■ Exercise goal
Which lines in the data below contain the word "fields"? Copy each of them.
=-=-=-=-=
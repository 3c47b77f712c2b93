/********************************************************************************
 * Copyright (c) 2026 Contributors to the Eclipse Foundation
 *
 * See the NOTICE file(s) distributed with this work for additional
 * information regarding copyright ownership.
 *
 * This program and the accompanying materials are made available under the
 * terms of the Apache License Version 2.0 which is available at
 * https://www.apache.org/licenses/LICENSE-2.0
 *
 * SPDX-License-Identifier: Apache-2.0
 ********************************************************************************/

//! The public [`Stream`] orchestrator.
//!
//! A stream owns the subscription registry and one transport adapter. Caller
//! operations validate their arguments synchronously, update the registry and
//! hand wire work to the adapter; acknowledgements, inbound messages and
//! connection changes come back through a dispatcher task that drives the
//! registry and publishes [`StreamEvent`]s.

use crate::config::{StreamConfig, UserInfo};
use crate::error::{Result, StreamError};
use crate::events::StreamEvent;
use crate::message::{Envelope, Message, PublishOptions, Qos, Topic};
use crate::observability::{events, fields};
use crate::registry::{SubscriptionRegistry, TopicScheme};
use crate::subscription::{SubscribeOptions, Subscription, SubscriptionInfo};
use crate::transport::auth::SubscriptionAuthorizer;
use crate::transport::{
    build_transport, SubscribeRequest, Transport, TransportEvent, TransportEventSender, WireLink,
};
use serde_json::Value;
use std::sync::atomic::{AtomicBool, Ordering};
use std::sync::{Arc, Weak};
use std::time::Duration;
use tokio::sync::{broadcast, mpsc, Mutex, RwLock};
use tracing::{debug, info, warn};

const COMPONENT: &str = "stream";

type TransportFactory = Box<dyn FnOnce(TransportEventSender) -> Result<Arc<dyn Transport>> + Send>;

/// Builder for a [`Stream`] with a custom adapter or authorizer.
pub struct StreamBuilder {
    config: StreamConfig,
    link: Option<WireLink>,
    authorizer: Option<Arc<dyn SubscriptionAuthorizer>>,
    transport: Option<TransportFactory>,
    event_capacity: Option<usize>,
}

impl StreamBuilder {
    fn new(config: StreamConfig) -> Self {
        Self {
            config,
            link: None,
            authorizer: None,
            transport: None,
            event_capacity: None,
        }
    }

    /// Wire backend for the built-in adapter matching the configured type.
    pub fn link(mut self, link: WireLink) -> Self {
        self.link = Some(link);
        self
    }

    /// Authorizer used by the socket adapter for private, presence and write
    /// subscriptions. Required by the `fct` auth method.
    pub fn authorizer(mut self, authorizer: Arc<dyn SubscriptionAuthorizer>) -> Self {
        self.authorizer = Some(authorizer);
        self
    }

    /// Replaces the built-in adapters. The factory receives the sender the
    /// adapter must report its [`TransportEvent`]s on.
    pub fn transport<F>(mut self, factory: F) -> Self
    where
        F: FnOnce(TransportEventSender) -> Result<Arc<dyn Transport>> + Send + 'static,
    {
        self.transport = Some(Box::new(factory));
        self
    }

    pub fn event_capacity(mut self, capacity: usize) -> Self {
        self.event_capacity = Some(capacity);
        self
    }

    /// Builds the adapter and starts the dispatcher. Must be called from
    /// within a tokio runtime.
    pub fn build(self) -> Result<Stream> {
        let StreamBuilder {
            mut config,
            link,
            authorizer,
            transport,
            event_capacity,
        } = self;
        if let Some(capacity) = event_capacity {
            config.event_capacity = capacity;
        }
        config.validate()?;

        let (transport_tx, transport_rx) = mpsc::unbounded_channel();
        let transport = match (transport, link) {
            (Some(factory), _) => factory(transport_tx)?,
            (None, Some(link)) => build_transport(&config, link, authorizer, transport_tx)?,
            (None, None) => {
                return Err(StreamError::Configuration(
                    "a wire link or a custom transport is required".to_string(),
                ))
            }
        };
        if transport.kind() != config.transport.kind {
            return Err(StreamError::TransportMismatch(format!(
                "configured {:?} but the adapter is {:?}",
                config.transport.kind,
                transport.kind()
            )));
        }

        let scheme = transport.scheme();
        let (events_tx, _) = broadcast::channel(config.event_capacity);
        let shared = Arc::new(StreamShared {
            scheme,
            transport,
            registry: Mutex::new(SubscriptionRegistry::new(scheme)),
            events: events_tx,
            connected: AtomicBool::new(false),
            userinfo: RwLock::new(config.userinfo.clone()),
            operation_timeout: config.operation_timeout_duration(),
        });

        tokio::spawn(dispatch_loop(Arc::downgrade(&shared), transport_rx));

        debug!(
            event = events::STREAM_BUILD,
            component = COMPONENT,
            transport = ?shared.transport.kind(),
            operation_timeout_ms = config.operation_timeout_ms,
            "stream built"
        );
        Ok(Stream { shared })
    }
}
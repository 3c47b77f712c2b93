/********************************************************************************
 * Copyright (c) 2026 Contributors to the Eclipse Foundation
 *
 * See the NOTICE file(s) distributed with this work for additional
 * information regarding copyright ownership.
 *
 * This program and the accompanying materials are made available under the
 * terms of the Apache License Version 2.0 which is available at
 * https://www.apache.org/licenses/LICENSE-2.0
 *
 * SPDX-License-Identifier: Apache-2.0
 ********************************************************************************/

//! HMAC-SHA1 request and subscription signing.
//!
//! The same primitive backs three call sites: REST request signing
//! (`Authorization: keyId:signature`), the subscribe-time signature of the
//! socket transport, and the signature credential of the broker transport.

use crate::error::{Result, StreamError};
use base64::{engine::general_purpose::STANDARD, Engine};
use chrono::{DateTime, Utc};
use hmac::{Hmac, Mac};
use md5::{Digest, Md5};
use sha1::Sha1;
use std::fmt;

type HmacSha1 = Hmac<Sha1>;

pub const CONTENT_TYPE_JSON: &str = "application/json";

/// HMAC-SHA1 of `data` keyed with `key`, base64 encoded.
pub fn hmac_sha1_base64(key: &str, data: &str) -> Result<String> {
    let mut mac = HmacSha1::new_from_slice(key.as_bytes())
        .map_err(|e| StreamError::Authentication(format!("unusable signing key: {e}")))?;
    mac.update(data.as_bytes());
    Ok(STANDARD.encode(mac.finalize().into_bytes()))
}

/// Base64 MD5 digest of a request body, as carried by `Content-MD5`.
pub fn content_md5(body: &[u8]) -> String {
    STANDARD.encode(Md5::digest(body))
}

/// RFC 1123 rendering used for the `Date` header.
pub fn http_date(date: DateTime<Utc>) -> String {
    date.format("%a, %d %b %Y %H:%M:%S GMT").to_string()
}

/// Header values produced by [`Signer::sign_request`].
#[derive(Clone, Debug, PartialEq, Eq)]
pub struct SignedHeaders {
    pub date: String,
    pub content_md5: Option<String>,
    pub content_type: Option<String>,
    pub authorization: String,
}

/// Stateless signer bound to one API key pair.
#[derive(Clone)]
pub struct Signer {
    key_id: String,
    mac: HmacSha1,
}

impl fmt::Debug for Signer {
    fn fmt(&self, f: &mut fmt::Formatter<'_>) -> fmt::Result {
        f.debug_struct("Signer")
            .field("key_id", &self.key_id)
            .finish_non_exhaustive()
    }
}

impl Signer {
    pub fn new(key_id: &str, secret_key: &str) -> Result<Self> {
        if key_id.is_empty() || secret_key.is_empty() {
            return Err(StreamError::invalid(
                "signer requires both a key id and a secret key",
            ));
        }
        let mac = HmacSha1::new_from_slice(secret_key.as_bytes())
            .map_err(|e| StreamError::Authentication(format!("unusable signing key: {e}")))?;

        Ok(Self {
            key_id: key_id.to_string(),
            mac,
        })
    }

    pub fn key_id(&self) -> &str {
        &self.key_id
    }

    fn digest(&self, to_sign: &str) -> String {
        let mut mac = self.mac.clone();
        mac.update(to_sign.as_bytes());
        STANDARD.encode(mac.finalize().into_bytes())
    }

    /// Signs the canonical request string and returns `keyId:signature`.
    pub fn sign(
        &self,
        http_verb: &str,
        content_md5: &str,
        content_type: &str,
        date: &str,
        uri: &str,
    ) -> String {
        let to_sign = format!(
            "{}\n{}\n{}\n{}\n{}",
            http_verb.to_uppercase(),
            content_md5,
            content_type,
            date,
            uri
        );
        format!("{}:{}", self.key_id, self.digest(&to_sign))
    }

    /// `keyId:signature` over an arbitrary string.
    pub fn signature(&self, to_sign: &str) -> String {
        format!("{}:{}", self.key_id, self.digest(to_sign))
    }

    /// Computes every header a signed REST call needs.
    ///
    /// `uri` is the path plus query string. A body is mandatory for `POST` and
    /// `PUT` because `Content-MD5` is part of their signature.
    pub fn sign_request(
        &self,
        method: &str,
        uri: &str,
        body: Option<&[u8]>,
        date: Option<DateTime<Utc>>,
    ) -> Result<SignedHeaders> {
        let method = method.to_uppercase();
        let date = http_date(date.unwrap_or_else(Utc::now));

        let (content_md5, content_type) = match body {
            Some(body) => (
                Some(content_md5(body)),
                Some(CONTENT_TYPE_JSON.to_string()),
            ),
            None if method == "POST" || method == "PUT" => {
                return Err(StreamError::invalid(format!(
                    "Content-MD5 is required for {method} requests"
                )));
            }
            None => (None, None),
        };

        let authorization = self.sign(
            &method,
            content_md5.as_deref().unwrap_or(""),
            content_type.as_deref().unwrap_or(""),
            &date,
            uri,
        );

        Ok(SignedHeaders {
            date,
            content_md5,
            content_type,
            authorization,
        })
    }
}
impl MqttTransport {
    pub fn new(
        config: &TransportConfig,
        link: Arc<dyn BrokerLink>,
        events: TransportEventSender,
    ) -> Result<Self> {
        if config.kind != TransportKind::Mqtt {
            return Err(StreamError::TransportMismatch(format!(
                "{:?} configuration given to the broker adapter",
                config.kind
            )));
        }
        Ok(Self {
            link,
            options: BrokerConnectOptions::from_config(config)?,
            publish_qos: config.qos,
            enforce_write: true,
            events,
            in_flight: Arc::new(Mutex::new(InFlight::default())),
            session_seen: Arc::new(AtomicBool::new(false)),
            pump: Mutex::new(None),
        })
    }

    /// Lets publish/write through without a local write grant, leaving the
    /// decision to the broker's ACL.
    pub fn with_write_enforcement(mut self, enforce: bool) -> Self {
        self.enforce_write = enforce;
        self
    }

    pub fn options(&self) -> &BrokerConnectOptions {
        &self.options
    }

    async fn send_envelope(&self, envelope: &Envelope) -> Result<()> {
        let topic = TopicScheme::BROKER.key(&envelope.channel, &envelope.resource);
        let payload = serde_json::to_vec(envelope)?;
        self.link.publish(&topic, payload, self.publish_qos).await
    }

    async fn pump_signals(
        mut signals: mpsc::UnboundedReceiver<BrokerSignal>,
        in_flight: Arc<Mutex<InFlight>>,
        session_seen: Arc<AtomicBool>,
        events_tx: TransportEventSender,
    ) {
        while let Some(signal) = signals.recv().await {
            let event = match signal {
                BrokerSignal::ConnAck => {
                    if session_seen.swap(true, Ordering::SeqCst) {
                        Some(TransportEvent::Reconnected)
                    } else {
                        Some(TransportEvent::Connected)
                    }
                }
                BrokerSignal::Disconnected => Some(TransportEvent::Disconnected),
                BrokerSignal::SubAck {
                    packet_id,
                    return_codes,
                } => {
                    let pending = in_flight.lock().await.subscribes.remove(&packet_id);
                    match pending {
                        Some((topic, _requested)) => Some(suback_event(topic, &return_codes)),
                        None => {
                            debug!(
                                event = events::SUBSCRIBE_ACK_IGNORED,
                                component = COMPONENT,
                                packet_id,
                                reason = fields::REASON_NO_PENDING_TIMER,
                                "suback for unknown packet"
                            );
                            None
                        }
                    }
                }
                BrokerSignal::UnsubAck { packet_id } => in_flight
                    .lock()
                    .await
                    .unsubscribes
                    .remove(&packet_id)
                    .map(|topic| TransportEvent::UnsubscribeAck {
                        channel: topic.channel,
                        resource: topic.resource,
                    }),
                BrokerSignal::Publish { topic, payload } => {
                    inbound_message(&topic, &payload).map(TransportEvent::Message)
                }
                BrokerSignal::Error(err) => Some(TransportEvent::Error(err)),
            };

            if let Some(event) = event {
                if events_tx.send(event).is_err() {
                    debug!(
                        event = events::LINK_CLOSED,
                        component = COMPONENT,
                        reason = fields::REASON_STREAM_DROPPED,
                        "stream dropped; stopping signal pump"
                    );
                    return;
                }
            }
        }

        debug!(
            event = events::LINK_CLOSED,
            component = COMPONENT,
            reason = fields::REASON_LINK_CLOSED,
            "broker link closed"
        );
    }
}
=-=-=-=-=
■ The answer
use crate::observability::{events, fields};
                                reason = fields::REASON_NO_PENDING_TIMER,
                        reason = fields::REASON_STREAM_DROPPED,
            reason = fields::REASON_LINK_CLOSED,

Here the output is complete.